## What you are asked to do:
Please reproduce the entries that follow, keeping each word intact.

(Records drawn from a dataset)

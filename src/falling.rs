//! Emoji icons tumbling down through the scene.

use glam::{EulerRot, Quat, Vec3};
use rand::Rng;

use crate::config::FallingConfig;
use crate::instance::IconBatch;
use crate::lerp;

#[derive(Debug, Clone, Copy, PartialEq)]
pub struct FallingIcon {
    pub pos: Vec3,
    /// Euler angles, applied X then Y then Z.
    pub rotation: Vec3,
    pub speed: f32,
    pub spin: f32,
    pub icon: usize,
    pub scale: f32,
}

#[derive(Debug, Clone)]
pub struct FallingIcons {
    config: FallingConfig,
    icons: Vec<FallingIcon>,
}

impl FallingIcons {
    /// Icons start above the visible band and drift into view.
    pub fn new(config: FallingConfig, rng: &mut impl Rng) -> Self {
        let icons = (0..config.count)
            .map(|_| FallingIcon {
                pos: Vec3::new(
                    (rng.gen::<f32>() - 0.5) * config.spread_x,
                    config.ceiling + rng.gen::<f32>() * config.ceiling.abs(),
                    (rng.gen::<f32>() - 0.5) * config.spread_z,
                ),
                rotation: Vec3::new(
                    rng.gen::<f32>() * std::f32::consts::PI,
                    rng.gen::<f32>() * std::f32::consts::PI,
                    rng.gen::<f32>() * std::f32::consts::PI,
                ),
                speed: lerp(config.min_speed, config.max_speed, rng.gen()),
                spin: (rng.gen::<f32>() * 2.0 - 1.0) * config.max_spin,
                icon: if config.icons == 0 { 0 } else { rng.gen_range(0..config.icons) },
                scale: lerp(config.min_scale, config.max_scale, rng.gen()),
            })
            .collect();
        Self { config, icons }
    }

    pub fn icons(&self) -> &[FallingIcon] {
        &self.icons
    }

    pub fn icons_mut(&mut self) -> &mut [FallingIcon] {
        &mut self.icons
    }

    pub fn update(&mut self, rng: &mut impl Rng) {
        let cfg = self.config;
        for icon in &mut self.icons {
            icon.pos.y -= icon.speed;
            icon.rotation += Vec3::splat(icon.spin);
            if icon.pos.y < cfg.floor {
                icon.pos.y = cfg.ceiling;
                icon.pos.x = (rng.gen::<f32>() - 0.5) * cfg.spread_x;
            }
        }
    }

    /// One batch per icon class; `batches` must have `config.icons` entries.
    pub fn write_instances(&self, batches: &mut [IconBatch]) {
        batches.iter_mut().for_each(IconBatch::begin);
        for icon in &self.icons {
            if let Some(batch) = batches.get_mut(icon.icon) {
                let r = icon.rotation;
                let rotation = Quat::from_euler(EulerRot::XYZ, r.x, r.y, r.z);
                batch.push(icon.pos, rotation, icon.scale, 1.0);
            }
        }
    }
}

## Written answer:
filename src/falling.rs
//! Emoji icons tumbling down through the scene.

use glam::{EulerRot, Quat, Vec3};
use rand::Rng;

use crate::config::FallingConfig;
use crate::instance::IconBatch;
use crate::lerp;

#[derive(Debug, Clone, Copy, PartialEq)]
pub struct FallingIcon {
    pub pos: Vec3,
    /// Euler angles, applied X then Y then Z.
    pub rotation: Vec3,
    pub speed: f32,
    pub spin: f32,
    pub icon: usize,
    pub scale: f32,
}

#[derive(Debug, Clone)]
pub struct FallingIcons {
    config: FallingConfig,
    icons: Vec<FallingIcon>,
}

impl FallingIcons {
    /// Icons start above the visible band and drift into view.
    pub fn new(config: FallingConfig, rng: &mut impl Rng) -> Self {
        let icons = (0..config.count)
            .map(|_| FallingIcon {
                pos: Vec3::new(
                    (rng.gen::<f32>() - 0.5) * config.spread_x,
                    config.ceiling + rng.gen::<f32>() * config.ceiling.abs(),
                    (rng.gen::<f32>() - 0.5) * config.spread_z,
                ),
                rotation: Vec3::new(
                    rng.gen::<f32>() * std::f32::consts::PI,
                    rng.gen::<f32>() * std::f32::consts::PI,
                    rng.gen::<f32>() * std::f32::consts::PI,
                ),
                speed: lerp(config.min_speed, config.max_speed, rng.gen()),
                spin: (rng.gen::<f32>() * 2.0 - 1.0) * config.max_spin,
                icon: if config.icons == 0 { 0 } else { rng.gen_range(0..config.icons) },
                scale: lerp(config.min_scale, config.max_scale, rng.gen()),
            })
            .collect();
        Self { config, icons }
    }

    pub fn icons(&self) -> &[FallingIcon] {
        &self.icons
    }

    pub fn icons_mut(&mut self) -> &mut [FallingIcon] {
        &mut self.icons
    }

    pub fn update(&mut self, rng: &mut impl Rng) {
        let cfg = self.config;
        for icon in &mut self.icons {
            icon.pos.y -= icon.speed;
            icon.rotation += Vec3::splat(icon.spin);
            if icon.pos.y < cfg.floor {
                icon.pos.y = cfg.ceiling;
                icon.pos.x = (rng.gen::<f32>() - 0.5) * cfg.spread_x;
            }
        }
    }

    /// One batch per icon class; `batches` must have `config.icons` entries.
    pub fn write_instances(&self, batches: &mut [IconBatch]) {
        batches.iter_mut().for_each(IconBatch::begin);
        for icon in &self.icons {
            if let Some(batch) = batches.get_mut(icon.icon) {
                let r = icon.rotation;
                let rotation = Quat::from_euler(EulerRot::XYZ, r.x, r.y, r.z);
                batch.push(icon.pos, rotation, icon.scale, 1.0);
            }
        }
    }
}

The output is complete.